Problem to solve
Filter the entries for lines with the word "palette".

===== Data listing

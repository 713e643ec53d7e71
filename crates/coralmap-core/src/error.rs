pub type Result<T> = std::result::Result<T, Error>;

#[derive(Debug, thiserror::Error)]
pub enum Error {
    /// The input text is not parseable JSON, even after the one-shot
    /// trailing-comma repair pass.
    #[error("mindmap JSON parse error: {0}")]
    Json(#[from] serde_json::Error),

    /// The parsed value does not match the `{"Mindmap": {...}}` schema.
    #[error("mindmap schema error: {message}")]
    Schema { message: String },
}

impl Error {
    pub(crate) fn schema(message: impl Into<String>) -> Self {
        Self::Schema {
            message: message.into(),
        }
    }
}
use coralmap_core::parse_document;
use coralmap_render::config::RenderConfig;
use coralmap_render::layout::PLACEHOLDER_LABEL;
use coralmap_render::{LayoutOptions, render_document_svg};

fn render(json: &str) -> String {
    render_with(json, &RenderConfig::default()).0
}

fn render_with(json: &str, config: &RenderConfig) -> (String, coralmap_render::model::RenderReport) {
    let doc = parse_document(json).unwrap();
    render_document_svg(&doc, config, &LayoutOptions::default()).unwrap()
}

fn count(haystack: &str, needle: &str) -> usize {
    haystack.matches(needle).count()
}

#[test]
fn single_node_svg_has_one_box_on_the_background() {
    let svg = render(r#"{"Mindmap": {"text": "Hello"}}"#);
    assert!(svg.starts_with("<svg "));
    assert!(svg.ends_with("</svg>"));
    assert!(svg.contains(r#"viewBox="0 0 1200 800""#));
    // Background rect + exactly one node box.
    assert_eq!(count(&svg, "<rect"), 2);
    assert_eq!(count(&svg, "<line"), 0);
    assert_eq!(count(&svg, ">Hello</text>"), 1);
}

#[test]
fn connector_per_parent_child_pair() {
    let svg = render(
        r#"{"Mindmap": {"text": "r", "children": [
            {"text": "a", "children": [{"text": "a1"}]},
            {"text": "b"}
        ]}}"#,
    );
    assert_eq!(count(&svg, "<rect"), 5);
    assert_eq!(count(&svg, "<line"), 3);
    assert_eq!(count(&svg, r#"class="edge edge-depth-1""#), 2);
    assert_eq!(count(&svg, r#"class="edge edge-depth-2""#), 1);
    // Connectors are painted before any node box.
    assert!(svg.find("<line").unwrap() < svg.find(r#"class="mindmap-node"#).unwrap());
}

#[test]
fn fill_color_cycles_with_depth() {
    let config = RenderConfig {
        palette: vec!["#aaaaaa".to_string(), "#bbbbbb".to_string()],
        ..RenderConfig::default()
    };
    let (svg, _) = render_with(
        r#"{"Mindmap": {"text": "r", "children": [
            {"text": "a", "children": [{"text": "a1"}]}
        ]}}"#,
        &config,
    );
    // Depth 0 and depth 2 share palette[0]; depth 1 takes palette[1].
    assert_eq!(count(&svg, r##"fill="#aaaaaa""##), 2);
    assert_eq!(count(&svg, r##"fill="#bbbbbb""##), 1);
}

#[test]
fn placeholder_is_painted_for_empty_text() {
    let svg = render(r#"{"Mindmap": {"text": ""}}"#);
    assert!(svg.contains(&format!(">{PLACEHOLDER_LABEL}</text>")));
}

#[test]
fn label_markup_is_escaped() {
    let svg = render(r#"{"Mindmap": {"text": "A & B <test>"}}"#);
    assert!(svg.contains("A &amp; B &lt;test&gt;"));
    assert!(!svg.contains("<test>"));
}

#[test]
fn wrapped_label_emits_one_text_element_per_line() {
    let svg = render(r#"{"Mindmap": {"text": "one two three four five six"}}"#);
    assert_eq!(count(&svg, "<text"), 2);
    assert!(svg.contains(">one two three</text>"));
    assert!(svg.contains(">four five six</text>"));
}

#[test]
fn truncation_is_reported_alongside_the_svg() {
    let mut json = String::from(r#"{"Mindmap": {"text": "n0""#);
    for index in 1..=11 {
        json.push_str(&format!(r#", "children": [{{"text": "n{index}""#));
    }
    json.push_str(&"}]".repeat(11));
    json.push_str("}}");

    let (svg, report) = render_with(&json, &RenderConfig::default());
    assert!(report.depth_truncated);
    assert!(!svg.contains(">n11</text>"));
    assert!(svg.contains(">n10</text>"));
}

#[test]
fn custom_canvas_and_background() {
    let config = RenderConfig {
        canvas_width: 640,
        canvas_height: 480,
        background: "#102030".to_string(),
        ..RenderConfig::default()
    };
    let (svg, report) = render_with(r#"{"Mindmap": {"text": "x"}}"#, &config);
    assert!(report.is_clean());
    assert!(svg.contains(r#"viewBox="0 0 640 480""#));
    assert!(svg.contains(r##"fill="#102030""##));
}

==========

Exercise response
        palette: vec!["#aaaaaa".to_string(), "#bbbbbb".to_string()],
    // Depth 0 and depth 2 share palette[0]; depth 1 takes palette[1].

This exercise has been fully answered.